A father and ex-US Marine who was diagnosed with an aggressive form of cancer says he is so glad he did not have the option of assisted suicide.
J.J Hanson said that ‘help to die’ would feel like the only choice to people facing “desperate situations”, but that it is a decision “you can’t unmake”.
Hanson’s cancer is now in remission and he is campaigning against assisted suicide around America.
His story contrasts with that of Brittany Maynard, a young woman who opted for assisted suicide in 2014 after being diagnosed with cancer.
Hanson, who has a wife and one son, fell ill in May 2014 and was told he had a type of cancer which he describes as “one of the most aggressive and deadliest forms of cancer, capable of doubling in size in just two weeks”.
Doctors told Hanson and his wife, Kris, that the cancer was inoperable and that he had only four months to live.
Writing on a news website, the father-of-one said that if assisted suicide was legal in his state, he could have gone to a doctor “and received a lethal prescription in a matter of days”.
… we should be focused on giving hope to the vulnerable and the sick at their greatest time of need, not taking hope away.J.J Hanson
“Without a doubt, people similar to me facing desperate situations will feel like assisted suicide is their only option”, he commented.
However, the couple sought a second and then a third opinion and found a doctor who was willing to operate.
He then underwent months of difficulty, and said that he wonders if he would still be alive if he had access to legal assisted suicide drugs.

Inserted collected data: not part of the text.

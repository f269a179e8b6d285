use std::error::Error as StdError;
use std::time::Duration;

use futures_util::StreamExt;
use organizer_core::FetchFailure;

use crate::FetchOutput;

/// Identifying agent; some feed hosts reject requests with the default one.
pub const USER_AGENT: &str = "Mozilla/5.0 (compatible; Podcast Organizer/1.0; +https://github.com)";

#[derive(Debug, Clone)]
pub struct FetchSettings {
    /// Bounds the whole request, from connect to the last body byte.
    pub timeout: Duration,
    pub redirect_limit: usize,
    /// Bodies larger than this are abandoned mid-download.
    pub max_bytes: u64,
    pub user_agent: String,
}

impl Default for FetchSettings {
    fn default() -> Self {
        Self {
            timeout: Duration::from_secs(30),
            redirect_limit: 10,
            max_bytes: 10 * 1024 * 1024,
            user_agent: USER_AGENT.to_string(),
        }
    }
}

impl FetchSettings {
    pub fn with_timeout_secs(secs: u64) -> Self {
        Self {
            timeout: Duration::from_secs(secs),
            ..Self::default()
        }
    }
}

#[async_trait::async_trait]
pub trait Fetcher: Send + Sync {
    async fn fetch(&self, url: &str) -> Result<FetchOutput, FetchFailure>;
}

#[derive(Debug, Clone)]
pub struct ReqwestFetcher {
    client: reqwest::Client,
    settings: FetchSettings,
}

impl ReqwestFetcher {
    pub fn new(settings: FetchSettings) -> Result<Self, reqwest::Error> {
        let client = reqwest::Client::builder()
            .user_agent(settings.user_agent.clone())
            .timeout(settings.timeout)
            .redirect(reqwest::redirect::Policy::limited(settings.redirect_limit))
            .build()?;
        Ok(Self { client, settings })
    }

    /// The message leaves out the URL; it is already on the record.
    fn map_error(&self, err: reqwest::Error) -> FetchFailure {
        if err.is_timeout() {
            return FetchFailure::Timeout(self.settings.timeout);
        }
        FetchFailure::Transport(error_chain(&err.without_url()))
    }

    fn too_large(&self) -> FetchFailure {
        FetchFailure::TooLarge {
            max_bytes: self.settings.max_bytes,
        }
    }
}

#[async_trait::async_trait]
impl Fetcher for ReqwestFetcher {
    async fn fetch(&self, url: &str) -> Result<FetchOutput, FetchFailure> {
        let response = self
            .client
            .get(url)
            .send()
            .await
            .map_err(|err| self.map_error(err))?;

        let status = response.status();
        if !status.is_success() {
            return Err(FetchFailure::HttpStatus(status.as_u16()));
        }

        if response
            .content_length()
            .is_some_and(|len| len > self.settings.max_bytes)
        {
            return Err(self.too_large());
        }

        let mut bytes = Vec::new();
        let mut stream = response.bytes_stream();
        while let Some(chunk) = stream.next().await {
            let chunk = chunk.map_err(|err| self.map_error(err))?;
            if bytes.len() as u64 + chunk.len() as u64 > self.settings.max_bytes {
                return Err(self.too_large());
            }
            bytes.extend_from_slice(&chunk);
        }

        Ok(FetchOutput { bytes })
    }
}

/// The error's message followed by its sources, so DNS and connection
/// details from the underlying resolver survive into the failure text.
fn error_chain(err: &(dyn StdError + 'static)) -> String {
    let mut message = err.to_string();
    let mut source = err.source();
    while let Some(cause) = source {
        let text = cause.to_string();
        if !message.contains(&text) {
            message.push_str(": ");
            message.push_str(&text);
        }
        source = cause.source();
    }
    message
}
use futures_util::future::join_all;
use organizer_core::{FeedReference, PodcastRecord};
use organizer_logging::organizer_info;
use tokio::sync::Semaphore;

use crate::{fetch_record, FetchEvent, Fetcher, ProgressSink};

/// Fetch every reference with at most `max_concurrent` requests in flight.
///
/// The output has the same length and order as `refs`, whatever order the
/// requests complete in. A failing feed only affects its own record.
pub async fn fetch_all(
    fetcher: &dyn Fetcher,
    refs: &[FeedReference],
    max_concurrent: usize,
    sink: &dyn ProgressSink,
) -> Vec<PodcastRecord> {
    let semaphore = Semaphore::new(max_concurrent.max(1));
    sink.emit(FetchEvent::Started { total: refs.len() });

    let tasks = refs.iter().enumerate().map(|(index, reference)| {
        let semaphore = &semaphore;
        async move {
            // The semaphore is never closed, so acquiring always succeeds; the
            // permit is dropped when this block returns.
            let _permit = semaphore.acquire().await;
            let record = fetch_record(fetcher, reference).await;
            sink.emit(FetchEvent::Finished {
                index,
                title: record.display_title().to_string(),
                ok: record.is_resolvable(),
            });
            record
        }
    });

    let records = join_all(tasks).await;
    let fetched = records.iter().filter(|r| r.is_resolvable()).count();
    organizer_info!(
        "fetched {} feeds: {} ok, {} failed",
        records.len(),
        fetched,
        records.len() - fetched
    );
    records
}
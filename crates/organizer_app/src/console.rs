use std::io::{self, Write};
use std::sync::atomic::{AtomicUsize, Ordering};
use std::sync::Mutex;

use organizer_engine::{FetchEvent, ProgressSink};

/// User-facing output for one run.
///
/// Diagnostics go through the logging macros; this is only the narrative
/// the user reads. Doubles as the fetch progress sink in verbose mode.
pub struct Console {
    out: Mutex<Box<dyn Write + Send>>,
    verbose: bool,
    total: AtomicUsize,
    finished: AtomicUsize,
}

impl Console {
    pub fn new(out: Box<dyn Write + Send>, verbose: bool) -> Self {
        Self {
            out: Mutex::new(out),
            verbose,
            total: AtomicUsize::new(0),
            finished: AtomicUsize::new(0),
        }
    }

    pub fn stdout(verbose: bool) -> Self {
        Self::new(Box::new(io::stdout()), verbose)
    }

    pub fn is_verbose(&self) -> bool {
        self.verbose
    }

    pub fn line(&self, text: &str) {
        // A closed stdout is not worth aborting the run over.
        if let Ok(mut out) = self.out.lock() {
            let _ = writeln!(out, "{text}");
        }
    }

    pub fn blank(&self) {
        self.line("");
    }

    pub fn step(&self, number: usize, text: &str) {
        self.line(&format!("Step {number}: {text}"));
    }

    pub fn done(&self, text: &str) {
        self.line(&format!("  ✓ {text}"));
    }

    pub fn detail(&self, text: &str) {
        self.line(&format!("  {text}"));
    }

    pub fn warn(&self, text: &str) {
        self.line(&format!("Warning: {text}"));
    }

    pub fn error(&self, text: &str) {
        self.line(&format!("Error: {text}"));
    }
}

impl ProgressSink for Console {
    fn emit(&self, event: FetchEvent) {
        match event {
            FetchEvent::Started { total } => {
                self.total.store(total, Ordering::SeqCst);
                self.finished.store(0, Ordering::SeqCst);
            }
            FetchEvent::Finished { title, ok, .. } => {
                let done = self.finished.fetch_add(1, Ordering::SeqCst) + 1;
                if self.verbose {
                    let mark = if ok { "✓" } else { "✗" };
                    let total = self.total.load(Ordering::SeqCst);
                    self.line(&format!("  [{done}/{total}] {mark} {title}"));
                }
            }
        }
    }
}
use organizer_core::{PodcastRecord, UNCATEGORIZED};
use serde_json::json;

pub const SYSTEM_PROMPT: &str =
    "You are a helpful assistant that organizes podcast collections. Always respond with valid JSON only.";

pub const NO_DESCRIPTION: &str = "No description available";

/// Longest description excerpt sent with a tag request, in characters.
pub const TAG_DESCRIPTION_CHARS: usize = 200;

pub fn categorize_prompt(records: &[PodcastRecord]) -> String {
    let podcasts: Vec<_> = records
        .iter()
        .enumerate()
        .map(|(id, record)| {
            json!({
                "id": id,
                "title": record.display_title(),
                "description": record.raw_description().unwrap_or(NO_DESCRIPTION),
            })
        })
        .collect();
    let listing = serde_json::to_string_pretty(&podcasts).unwrap_or_default();

    format!(
        r#"You are helping organize a podcast collection. I have {count} podcasts that need to be grouped into categories.

Here are the podcasts:

{listing}

Create logical category groupings (e.g., "Technology & AI", "Business & Entrepreneurship", "News & Politics") and assign each podcast to exactly ONE category. Every podcast id must appear exactly once.

Return a JSON object with this structure:

{{
  "categories": {{
    "Category Name 1": [0, 1, 5],
    "Category Name 2": [2, 3, 4]
  }}
}}

Use the podcast ids to reference podcasts. Only return valid JSON, no other text."#,
        count = records.len(),
    )
}

/// Tag prompt for one batch. Ids are offset so they index the full list.
pub fn tag_prompt(batch: &[PodcastRecord], offset: usize) -> String {
    let podcasts: Vec<_> = batch
        .iter()
        .enumerate()
        .map(|(i, record)| {
            json!({
                "id": offset + i,
                "title": record.display_title(),
                "category": record.category.as_deref().unwrap_or(UNCATEGORIZED),
                "description": truncate_chars(
                    record.raw_description().unwrap_or(NO_DESCRIPTION),
                    TAG_DESCRIPTION_CHARS,
                ),
            })
        })
        .collect();
    let listing = serde_json::to_string_pretty(&podcasts).unwrap_or_default();

    format!(
        r#"Generate tags for these {count} podcasts.

{listing}

For each podcast, give 3-5 short, lowercase keyword tags (no '#' prefix) describing its topics. If a description is missing or unclear you may also provide a one-sentence replacement.

Return a JSON object with this structure:

{{
  "tags": {{
    "{first}": ["technology", "ai", "interviews"]
  }},
  "descriptions": {{
    "{first}": "Optional improved description"
  }}
}}

Key both objects by podcast id. "descriptions" may be omitted. Only return valid JSON, no other text."#,
        count = batch.len(),
        first = offset,
    )
}

fn truncate_chars(text: &str, max_chars: usize) -> String {
    match text.char_indices().nth(max_chars) {
        Some((cut, _)) => text[..cut].to_string(),
        None => text.to_string(),
    }
}

#[cfg(test)]
mod tests {
    use super::*;
    use organizer_core::{FeedMetadata, FeedReference};

    fn record(title: &str, description: Option<String>) -> PodcastRecord {
        PodcastRecord::fetched(
            &FeedReference::new(title, "https://example.com/feed"),
            FeedMetadata {
                title: title.to_string(),
                description,
                ..FeedMetadata::default()
            },
        )
    }

    #[test]
    fn truncation_counts_characters_not_bytes() {
        assert_eq!(truncate_chars("héllo", 2), "hé");
        assert_eq!(truncate_chars("abc", 10), "abc");
    }

    #[test]
    fn categorize_prompt_lists_every_record_with_placeholder() {
        let prompt = categorize_prompt(&[record("A", Some("first".into())), record("B", None)]);
        assert!(prompt.contains("2 podcasts"));
        assert!(prompt.contains("\"id\": 1"));
        assert!(prompt.contains("\"description\": \"first\""));
        assert!(prompt.contains(NO_DESCRIPTION));
    }

    #[test]
    fn tag_prompt_uses_global_ids_category_and_short_description() {
        let mut categorized = record("A", Some("x".repeat(500)));
        categorized.category = Some("Science".into());
        let prompt = tag_prompt(&[categorized, record("B", None)], 25);

        assert!(prompt.contains("\"id\": 25"));
        assert!(prompt.contains("\"id\": 26"));
        assert!(prompt.contains("\"category\": \"Science\""));
        assert!(prompt.contains("\"category\": \"Uncategorized\""));
        assert!(prompt.contains(&"x".repeat(200)));
        assert!(!prompt.contains(&"x".repeat(201)));
    }
}
// src/strategy/split.rs

//! Proportional splitting and stock reservation arithmetic used by the
//! allocation policy.

use crate::Doses;

/// Share of `amount` that goes to one party with `weight`, out of all
/// parties' `total_weight`.
///
/// Formula: share = amount * weight / total_weight
///
/// A zero (or negative) total weight means nobody has a claim, so the share
/// is 0 rather than a NaN.
pub fn proportional_share(amount: Doses, weight: Doses, total_weight: Doses) -> Doses {
    if total_weight <= 0.0 {
        return 0.0;
    }
    amount * weight / total_weight
}

/// Largest number of first doses a two-dose product can start this week
/// while keeping enough stock for every second dose already promised.
///
/// Each first dose started now costs two doses in total (the first now, the
/// second later), hence the halving.
///
/// # Arguments
/// * `stock` - On-hand doses at the start of the week.
/// * `delivery` - Doses arriving this week.
/// * `committed` - Second doses owed from this week onward.
pub fn max_first_doses(stock: Doses, delivery: Doses, committed: Doses) -> Doses {
    let spare = stock + delivery - committed;
    (spare / 2.0).floor().max(0.0)
}
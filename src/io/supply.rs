// src/io/supply.rs

use crate::error::{Result, SimulationError};
use crate::{Doses, WeekIndex};
use serde::{Deserialize, Serialize};

/// A published supply commitment: `doses` delivered evenly over the
/// inclusive week range `first_week..=last_week`.
#[derive(Debug, Clone, Copy, PartialEq, Serialize, Deserialize)]
pub struct Tranche {
    pub first_week: WeekIndex,
    pub last_week: WeekIndex,
    pub doses: Doses,
}

impl Tranche {
    pub fn weekly_doses(&self) -> Doses {
        self.doses / (self.last_week - self.first_week + 1) as Doses
    }

    pub fn validate(&self) -> Result<()> {
        if self.first_week < 1 || self.last_week < self.first_week {
            return Err(SimulationError::config(format!(
                "tranche weeks {}..={} are not a valid range",
                self.first_week, self.last_week
            )));
        }
        if self.doses < 0.0 {
            return Err(SimulationError::config(format!(
                "tranche for weeks {}..={} has negative size {}",
                self.first_week, self.last_week, self.doses
            )));
        }
        Ok(())
    }
}

/// Generates a schedule where every week delivers the same amount.
pub fn generate_constant_deliveries(weeks: usize, value: Doses) -> Vec<Doses> {
    vec![value; weeks]
}

/// Spreads each tranche evenly over its weeks. Weeks past the horizon are
/// dropped; overlapping tranches add up.
pub fn spread_tranches(weeks: usize, tranches: &[Tranche]) -> Result<Vec<Doses>> {
    let mut schedule = vec![0.0; weeks];
    for tranche in tranches {
        tranche.validate()?;
        let per_week = tranche.weekly_doses();
        for week in tranche.first_week..=tranche.last_week.min(weeks) {
            schedule[week - 1] += per_week;
        }
    }
    Ok(schedule)
}

/// Full delivery schedule for one product: a constant weekly amount,
/// explicit weekly amounts and tranches added together, cut to `weeks`.
pub fn build_delivery_schedule(
    weeks: usize,
    constant: Doses,
    weekly: &[Doses],
    tranches: &[Tranche],
) -> Result<Vec<Doses>> {
    if let Some(bad) = weekly.iter().chain([&constant]).find(|d| **d < 0.0) {
        return Err(SimulationError::config(format!(
            "weekly delivery of {} doses is negative",
            bad
        )));
    }
    let mut schedule = generate_constant_deliveries(weeks, constant);
    for (slot, tranche_doses) in schedule.iter_mut().zip(spread_tranches(weeks, tranches)?) {
        *slot += tranche_doses;
    }
    for (slot, extra) in schedule.iter_mut().zip(weekly) {
        *slot += extra;
    }
    Ok(schedule)
}
// src/model/schedule.rs

use crate::model::plan::DosePair;
use crate::{Doses, WeekIndex};

/// Second doses due per week for one two-dose product.
///
/// Entries are append-only and keyed by week (index 0 is week 1). The entry
/// for `w + interval` is only written once week `w` has been advanced, so
/// after advancing week `w` the ledger holds exactly `w + interval` entries.
#[derive(Debug, Clone, PartialEq)]
pub struct ScheduleLedger {
    due: Vec<Doses>,
    interval: usize,
    current_week: WeekIndex,
}

impl ScheduleLedger {
    /// Builds a ledger from the obligations already due in weeks
    /// `1..=interval`. Missing trailing weeks are zero.
    pub fn new(interval: usize, seed: &[Doses]) -> Self {
        let mut due = Vec::with_capacity(interval * 2);
        due.extend_from_slice(&seed[..seed.len().min(interval)]);
        due.resize(interval, 0.0);

        Self {
            due,
            interval,
            current_week: 1,
        }
    }

    /// The week that the next call to `advance` must close.
    pub fn current_week(&self) -> WeekIndex {
        self.current_week
    }

    /// Second doses due in `week`.
    pub fn due(&self, week: WeekIndex) -> Doses {
        week.checked_sub(1)
            .and_then(|i| self.due.get(i))
            .copied()
            .unwrap_or(0.0)
    }

    /// Obligations due in `week` or later.
    pub fn outstanding_from(&self, week: WeekIndex) -> Doses {
        let start = week.saturating_sub(1).min(self.due.len());
        self.due[start..].iter().sum()
    }

    /// Obligations due strictly after `week`.
    pub fn pending_after(&self, week: WeekIndex) -> Doses {
        self.outstanding_from(week + 1)
    }

    /// Obligations that would be pending after `week` once it is advanced
    /// with `pair`.
    pub fn projected_pending(&self, week: WeekIndex, pair: &DosePair, carry_over: bool) -> Doses {
        let mut pending = self.pending_after(week) + pair.first;
        if carry_over {
            pending += self.unmet(week, pair);
        }
        pending
    }

    /// Closes `week`: the first doses given this week become due
    /// `interval` weeks later. With `carry_over`, seconds that were due but
    /// not given are moved to the following week.
    pub fn advance(&mut self, week: WeekIndex, pair: &DosePair, carry_over: bool) {
        debug_assert_eq!(week, self.current_week, "schedule advanced out of order");
        debug_assert_eq!(self.due.len(), week + self.interval - 1);

        let unmet = self.unmet(week, pair);
        self.due.push(pair.first);
        if carry_over && unmet > 0.0 {
            // week + 1 always exists once the new entry is pushed
            self.due[week] += unmet;
        }
        self.current_week = week + 1;
    }

    /// Number of weeks with an entry.
    pub fn len(&self) -> usize {
        self.due.len()
    }

    fn unmet(&self, week: WeekIndex, pair: &DosePair) -> Doses {
        (self.due(week) - pair.second).max(0.0)
    }
}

But the ex-Marine said that if he had taken lethal drugs, his family would have suffered: “My wife would be without a husband and my son without a father.”
“In our society we should be focused on giving hope to the vulnerable and the sick at their greatest time of need, not taking hope away”, he wrote.
UK plans rejected
Assisted suicide is only legal in a small number of US states, and in the UK politicians recently rejected a proposal for legalisation decisively.
In September, MPs voted 330 to 118 against Rob Marris’ Bill, after the House of Commons heard concerns about the effects on the vulnerable.